Sourdough Discard Bacon And Cheddar Breakfast Muffins
Ingredients You’ll Need:
- 1 cup sourdough discard (unfed, room temperature)
- 1 cup all-purpose flour
- 1 teaspoon baking powder
- ½ teaspoon baking soda
- ½ teaspoon salt
- 2 large eggs
- ¼ cup milk (whole or 2%)
- ¼ cup unsalted butter, melted and cooled
- 1 cup sharp cheddar cheese, shredded
- 6 slices bacon, cooked crisp and chopped
- 2 tablespoons fresh chives or parsley, finely chopped (optional)
How Much Time Will You Need?
This delicious recipe will take about 15 minutes to prepare and 18-22 minutes to bake, for a total of about 35-40 minutes. Perfect for a tasty breakfast or brunch option!
Step-by-Step Instructions:
1. Preheat the Oven and Prepare Muffin Tin:
Begin by preheating your oven to 375°F (190°C). While it’s heating, line a 12-cup muffin tin with paper liners or grease it generously with cooking spray to prevent sticking.
2. Mix Dry Ingredients:
In a large mixing bowl, whisk together the all-purpose flour, baking powder, baking soda, and salt. This will ensure that all your leavening agents are evenly distributed throughout the flour.
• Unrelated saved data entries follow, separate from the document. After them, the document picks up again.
//! Domain models shared by every component.

mod category;
mod message;

pub use category::Category;
pub use message::{
    Classification, DraftReply, MessageDetail, MessageId, MessageSummary, ThreadId, UserId,
};
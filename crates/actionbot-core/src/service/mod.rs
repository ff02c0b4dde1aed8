//! Backend service seam.
//!
//! Every component above the transport talks to the backend through
//! [`TriageBackend`], so tests can swap the HTTP client for a scripted one.

mod backend;

pub use backend::TriageBackend;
3. Combine Wet Ingredients:
In another bowl, crack the eggs and beat them lightly. Then add the sourdough discard, milk, and melted (but cooled) butter. Mix everything together until well combined and smooth.
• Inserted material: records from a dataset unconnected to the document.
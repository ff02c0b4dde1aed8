//! Session persistence in the system keyring.
//!
//! Uses the platform's native credential storage:
//! - Linux: Secret Service (GNOME Keyring, `KWallet`)
//! - macOS: Keychain
//! - Windows: Credential Manager

use keyring::Entry;
use tracing::{debug, warn};

use super::{SessionError, SessionStore};
use crate::model::UserId;

/// Service name used for keyring entries.
const SERVICE_NAME: &str = "actionbot";

/// Entry name under which the user id is stored.
const USER_ID_ENTRY: &str = "user_id";

/// Session store backed by the system keyring, surviving restarts.
#[derive(Debug, Clone)]
pub struct KeyringSessionStore {
    service: String,
    entry: String,
}

impl Default for KeyringSessionStore {
    fn default() -> Self {
        Self::new()
    }
}

impl KeyringSessionStore {
    /// Store under the default service name.
    #[must_use]
    pub fn new() -> Self {
        Self::with_service(SERVICE_NAME)
    }

    /// Store under a custom service name (useful to isolate profiles).
    #[must_use]
    pub fn with_service(service: impl Into<String>) -> Self {
        Self {
            service: service.into(),
            entry: USER_ID_ENTRY.to_string(),
        }
    }

    fn entry(&self) -> Result<Entry, SessionError> {
        Ok(Entry::new(&self.service, &self.entry)?)
    }
}

impl SessionStore for KeyringSessionStore {
    fn set_user_id(&self, user_id: &UserId) -> Result<(), SessionError> {
        self.entry()?.set_password(user_id.as_str())?;
        debug!("Stored session for user {user_id} in keyring");
        Ok(())
    }

    fn user_id(&self) -> Result<Option<UserId>, SessionError> {
        match self.entry()?.get_password() {
            Ok(id) if id.is_empty() => Ok(None),
            Ok(id) => Ok(Some(UserId::new(id))),
            Err(keyring::Error::NoEntry) => {
                debug!("No session found in keyring");
                Ok(None)
            }
            Err(e) => Err(e.into()),
        }
    }

    fn clear(&self) -> Result<(), SessionError> {
        match self.entry()?.delete_credential() {
            Ok(()) => {
                debug!("Deleted session from keyring");
                Ok(())
            }
            Err(keyring::Error::NoEntry) => {
                debug!("No session to delete from keyring");
                Ok(())
            }
            Err(e) => {
                warn!("Failed to delete session from keyring: {e}");
                Err(e.into())
            }
        }
    }
}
4. Combine Wet and Dry Mixtures:
Now, pour the wet mixture into the bowl with the dry ingredients. Gently stir until everything is just combined—avoid overmixing, as the batter should remain slightly lumpy for the best texture.
5. Fold in Bacon and Cheese:
Carefully fold in the shredded cheddar cheese and chopped bacon. If you’re using fresh herbs, add them in now too. This will create that delicious savory flavor throughout your muffins!
6. Fill Muffin Cups:
Divide the batter evenly among the muffin cups, filling each about 3/4 full to allow space for the muffins to rise while baking.
7. Bake Your Muffins:
Place the muffin tin in the preheated oven and bake for 18-22 minutes. Keep an eye on them; they are done when they are golden brown on top, and a toothpick inserted into the center comes out clean.
8. Cool and Serve:
After baking, let the muffins cool in the pan for about 5 minutes, then transfer them to a wire rack to cool slightly. Enjoy them warm, and feel free to spread a little butter on top or any of your favorite breakfast spreads!
Enjoy every bite of these delightful muffins! Perfect for sharing or savoring all by yourself!
Can I Use Whole Wheat Flour Instead of All-Purpose Flour?
Yes, you can substitute whole wheat flour for all-purpose flour! Just keep in mind that the texture may be slightly denser, so consider using a mix of both for a lighter muffin.
What Can I Substitute for Bacon?
If you prefer a vegetarian option, you can use sautéed mushrooms, cooked spinach, or crumbled tofu seasoned with a little smoked paprika for a savory kick.
How Should I Store Leftover Muffins?
Store any leftovers in an airtight container at room temperature for up to 3 days. For longer storage, you can freeze them! Just wrap each muffin well and store in a freezer bag. Thaw at room temperature when ready to eat.
Can I Add Other Ingredients?
Absolutely! You can get creative by adding other ingredients like diced bell peppers, jalapeños for heat, or even different types of cheese. Just make sure to keep the total amount of add-ins balanced so it doesn’t affect the batter’s consistency!